Menjaga anak-anak, lanjut Anung, membutuhkan peran aktif dari semua pihak. Karena menjaga dan melindungi anak dari Pandemi, sebenarnya merupakan langkah terbaik untuk menjaga semua orang dari paparan virus.
Hal senada diungkapkan nara sumber lain, dr Setya Dipayana dari Ikatan Dokter Anak Jawa Tengah. Jumlah kasus anak terpapar Covid-19 di Jawa Tengah per 17 September 2020 mencapai 150 anak.
Case Fatality rate (CFR) Jateng saat ini sekitar 9%. Angka ini jauh lebih tinggi dari angka nasional, DKI, Jabar, dan Jatim. CFR Covid anak Indonesia tertinggi se-Asia Pasifik, bahkan jumlah kasus Covid anak di DKI Jakarta saja, lebih besar dari total kasus yang terjadi di negara Thailand.
Sementara itu, Arie Rukmantara dari Kantor Perwakilan Unicef di Indonesia menambahkan, segenap perlindungan terhadap anak harus dilakukan dengan pola komunikasi yang baik. Agar anak tidak merasa tertekan yang pada gilirannya akan menimbulkan masalah lain yang tidak kalah serius.
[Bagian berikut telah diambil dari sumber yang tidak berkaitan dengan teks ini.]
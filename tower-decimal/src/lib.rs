//! Tower-decimal: a layered, arbitrary-magnitude decimal value.
//!
//! A [`Decimal`] stores a sign, a `layer` count and an `f64` magnitude and
//! stands for `sign * 10^10^...^mag` with `layer` exponentiations. This keeps
//! ordinary numbers exact up to f64 precision while still representing values
//! such as `10^^1000` (a power tower of a thousand tens).
//!
//! Layout
//!  - [`decimal`]: the value type, normalisation, sentinels and ordering.
//!  - [`arith`]: `+ - * /` and their assigning forms.
//!  - [`hyper`]: logarithms, powers, tetration, super-logarithm and pentation.
//!  - [`convert`]: primitive, `BigInt` and `BigDecimal` conversions.
//!  - [`parse`]: `Display` and `FromStr`.
//!
//! Example
//! ```
//! use tower_decimal::Decimal;
//!
//! let googol = Decimal::from(10).pow(Decimal::from(100));
//! assert_eq!(googol.log10(), Decimal::from(100));
//!
//! let tower = Decimal::from(10).tetrate(Decimal::from(4));
//! assert_eq!(tower.layer(), 2);
//! assert_eq!(tower.to_string(), "ee10000000000");
//! ```

pub mod arith;
pub mod convert;
pub mod decimal;
pub mod hyper;
pub mod parse;

pub use decimal::Decimal;
pub use parse::ParseDecimalError;
//! Leaf notation: fixed places for ordinary numbers, scientific form beyond.
use std::sync::Arc;

use log::debug;
use tower_decimal::Decimal;

use crate::{
    error::{NotationError, NotationResult},
    notation::{CommonConfig, Configurable, Notation, SharedNotation},
};

/// Largest number of decimal places an f64 mantissa can meaningfully show.
const MAX_PLACES: usize = 15;

/// Longest `eee...` chain accepted for [`PlainConfig::max_e_chain`].
const MAX_E_CHAIN: u64 = 64;

#[derive(Debug, Clone)]
pub struct PlainConfig {
    /// Decimal places kept on plain numbers and mantissas; trailing zeros are trimmed.
    pub places: usize,
    /// Values at or above this are written as `mantissa e exponent`. Between 10 and 1e15.
    pub exponent_threshold: Decimal,
    /// Positive values below this are written as `mantissa e -exponent`. Zero disables it.
    pub small_threshold: Decimal,
    /// Longest `eee...` chain written out before collapsing into `(e^N)`. At most 64.
    pub max_e_chain: u64,
    /// Marker between mantissa and exponent, also repeated for stacked exponents.
    pub exponent_marker: String,
}

impl Default for PlainConfig {
    fn default() -> Self {
        Self {
            places: 3,
            exponent_threshold: Decimal::from(1e9),
            small_threshold: Decimal::from(1e-5),
            max_e_chain: 4,
            exponent_marker: "e".to_string(),
        }
    }
}

impl PlainConfig {
    fn validate(&self) -> NotationResult<()> {
        if self.places > MAX_PLACES {
            return Err(NotationError::out_of_range(
                "places",
                "at most 15",
                self.places,
            ));
        }
        if !(self.exponent_threshold >= Decimal::TEN && self.exponent_threshold <= Decimal::from(1e15)) {
            return Err(NotationError::out_of_range(
                "exponent_threshold",
                "a value between 10 and 1e15",
                self.exponent_threshold,
            ));
        }
        if self.max_e_chain > MAX_E_CHAIN {
            return Err(NotationError::out_of_range(
                "max_e_chain",
                "at most 64",
                self.max_e_chain,
            ));
        }
        if !(self.small_threshold >= Decimal::ZERO && self.small_threshold < Decimal::ONE) {
            return Err(NotationError::out_of_range(
                "small_threshold",
                "a value in [0, 1)",
                self.small_threshold,
            ));
        }
        Ok(())
    }
}

/// Plain decimal text, the default inner notation of every composite notation.
///
/// ```
/// use tower_decimal::Decimal;
/// use tower_notation::prelude::*;
///
/// let plain = PlainNotation::default();
/// assert_eq!(plain.format(1234.5678), "1234.568");
/// assert_eq!(plain.format(1.5e300), "1.5e300");
/// assert_eq!(plain.format(Decimal::from_parts(1, 2, 20.0)), "e1e20");
/// ```
#[derive(Debug, Clone, Default)]
pub struct PlainNotation {
    common: CommonConfig,
    config: PlainConfig,
}

impl PlainNotation {
    pub fn new(config: PlainConfig) -> NotationResult<Self> {
        config.validate()?;
        Ok(Self {
            common: CommonConfig::default(),
            config,
        })
    }

    /// Default configuration with a different number of places.
    pub fn with_places(places: usize) -> NotationResult<Self> {
        Self::new(PlainConfig {
            places,
            ..PlainConfig::default()
        })
    }

    fn fixed(&self, value: f64) -> String {
        fixed(value, self.config.places)
    }

    /// `mantissa e exponent` for a value whose exponent fits on layer 0.
    fn mantissa_exponent(&self, value: Decimal) -> String {
        let log = value.log10().to_f64();
        let mut exponent = log.floor();
        let scale = 10f64.powi(self.config.places as i32);
        let mut mantissa = (10f64.powf(log - exponent) * scale).round() / scale;
        if mantissa >= 10.0 {
            mantissa /= 10.0;
            exponent += 1.0;
        }
        format!(
            "{}{}{}",
            self.fixed(mantissa),
            self.config.exponent_marker,
            fixed(exponent, 0)
        )
    }

    fn scientific(&self, value: Decimal) -> String {
        let threshold = self.config.exponent_threshold;
        let mut value = value;
        let mut stacked: u64 = 0;
        loop {
            if value.layer() >= 3 {
                stacked += value.layer() - 2;
                value = Decimal::from_parts(1, 2, value.mag());
                continue;
            }
            let exponent = value.log10();
            if exponent < threshold {
                break;
            }
            value = exponent;
            stacked += 1;
        }

        let marker = &self.config.exponent_marker;
        let prefix = if stacked <= self.config.max_e_chain {
            marker.repeat(stacked as usize)
        } else {
            format!("({marker}^{stacked})")
        };
        format!("{prefix}{}", self.mantissa_exponent(value))
    }
}

/// `value` with `places` decimals, trailing zeros and a dangling point removed.
pub(crate) fn fixed(value: f64, places: usize) -> String {
    let mut text = format!("{value:.places$}");
    if text.contains('.') {
        let trimmed = text.trim_end_matches('0').trim_end_matches('.').len();
        text.truncate(trimmed);
    }
    if text == "-0" {
        text = "0".to_string();
    }
    text
}

impl Notation for PlainNotation {
    fn name(&self) -> &str {
        "Plain"
    }

    fn common(&self) -> &CommonConfig {
        &self.common
    }

    fn common_mut(&mut self) -> &mut CommonConfig {
        &mut self.common
    }

    fn format_decimal(&self, value: &Decimal) -> String {
        if value.is_zero() {
            return "0".to_string();
        }
        if *value < self.config.exponent_threshold && *value >= self.config.small_threshold {
            return self.fixed(value.to_f64());
        }
        if *value < self.config.small_threshold {
            return self.mantissa_exponent(*value);
        }
        self.scientific(*value)
    }
}

impl Configurable for PlainNotation {
    type Config = PlainConfig;

    fn config(&self) -> &PlainConfig {
        &self.config
    }

    fn install(&mut self, config: PlainConfig) -> NotationResult<()> {
        config.validate()?;
        debug!("plain notation reconfigured: {config:?}");
        self.config = config;
        Ok(())
    }
}

/// A shared [`PlainNotation`] with default settings.
pub fn plain() -> SharedNotation {
    Arc::new(PlainNotation::default())
}
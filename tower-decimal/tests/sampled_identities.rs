use rand::{Rng, SeedableRng};
use rand_chacha::ChaCha20Rng;
use tower_decimal::Decimal;

const SAMPLES: usize = 2_000;

fn relative_gap(a: Decimal, b: Decimal) -> f64 {
    if a == b {
        return 0.0;
    }
    ((a - b).abs() / b.abs()).to_f64()
}

/// A positive value whose decimal exponent is uniform in `[-250, 4000)`.
fn sample(rng: &mut impl Rng) -> Decimal {
    Decimal::from_log10(rng.random_range(-250.0..4000.0))
}

#[test]
fn ordering_matches_f64_on_layer_zero() {
    let mut rng = ChaCha20Rng::seed_from_u64(0x5eed);
    for _ in 0..SAMPLES {
        let a: f64 = rng.random_range(-1e12..1e12);
        let b: f64 = rng.random_range(-1e12..1e12);
        assert_eq!(
            Decimal::from(a).partial_cmp(&Decimal::from(b)),
            a.partial_cmp(&b),
            "{a} vs {b}"
        );
    }
}

#[test]
fn multiplication_and_division_invert() {
    let mut rng = ChaCha20Rng::seed_from_u64(0xd1ff);
    for _ in 0..SAMPLES {
        let a = sample(&mut rng);
        let b = sample(&mut rng);
        let back = (a * b) / b;
        assert!(relative_gap(back, a) < 1e-9, "{a} * {b} / {b} = {back}");
    }
}

#[test]
fn log_and_pow10_invert() {
    let mut rng = ChaCha20Rng::seed_from_u64(0x106);
    for _ in 0..SAMPLES {
        let a = sample(&mut rng);
        let back = a.log10().pow10();
        let drift = (back.log10() - a.log10()).abs();
        assert!(drift < Decimal::from_f64(1e-9), "{a} -> {back}");
    }
}

#[test]
fn addition_is_monotone() {
    let mut rng = ChaCha20Rng::seed_from_u64(0xadd);
    for _ in 0..SAMPLES {
        let a = sample(&mut rng);
        let b = sample(&mut rng);
        let sum = a + b;
        assert!(sum >= a.max(b), "{a} + {b} = {sum}");
        assert!(sum <= a.max(b) * Decimal::TWO, "{a} + {b} = {sum}");
    }
}

#[test]
fn slog_inverts_tetration_for_sampled_heights() {
    let mut rng = ChaCha20Rng::seed_from_u64(0x7e7);
    for base in [Decimal::TWO, Decimal::from(3), Decimal::TEN, Decimal::from(1e6)] {
        for _ in 0..200 {
            let height: f64 = rng.random_range(-0.9..6.0);
            let tower = base.tetrate(Decimal::from(height));
            let back = tower.slog(base).to_f64();
            assert!(
                (back - height).abs() < 1e-6,
                "base {base}, height {height}: slog gave {back}"
            );
        }
    }
}

#[test]
fn tall_towers_stay_consistent() {
    let base = Decimal::TEN;
    for height in [10u64, 100, 10_000, 1_000_000_000] {
        let tower = base.tetrate(Decimal::from(height));
        assert_eq!(tower.layer(), height - 2);
        assert_eq!(tower.slog(base), Decimal::from(height));
        let lowered = tower.iterated_log(base, height - 2);
        assert_eq!(lowered, Decimal::from_f64(1e10));
    }
}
Sebaiknya juga, pandemi saat ini bisa menjadi momentum untuk melahirkan legacy baru pada generasi mendatang. Misalnya menumbuhkan budaya hidup bersih sehat yang lebih baik, seperti rajin mencuci tangan, memakai masker.
“Segala sesuatu yang baru, memang harus diajarkan dan ditanamkan. Seperti dulu kita ‘dipaksa’ memakai helm, sekarang menjadi kewajaran,” ujarnya.
Perlindungan terhadap anak dan keluarga, menurut Sekda Provinsi Jateng Herru Setiadhie di awal diskusi, terus diupayakan semakin baik. Evaluasi terhadap kasus Covid di berbagai kabupaten/kota dijalankan dengan tujuan melindungi dan mengayomi warga Jawa Tengah.
“Tentang pembukaan kembali sekolah untuk belajar tatap muka, misalnya, merupakan keputusan yang tidak bisa diambil secara gegabah. Harus ada kepastian bahwa anak-anak kita tetap aman,” tuturnya.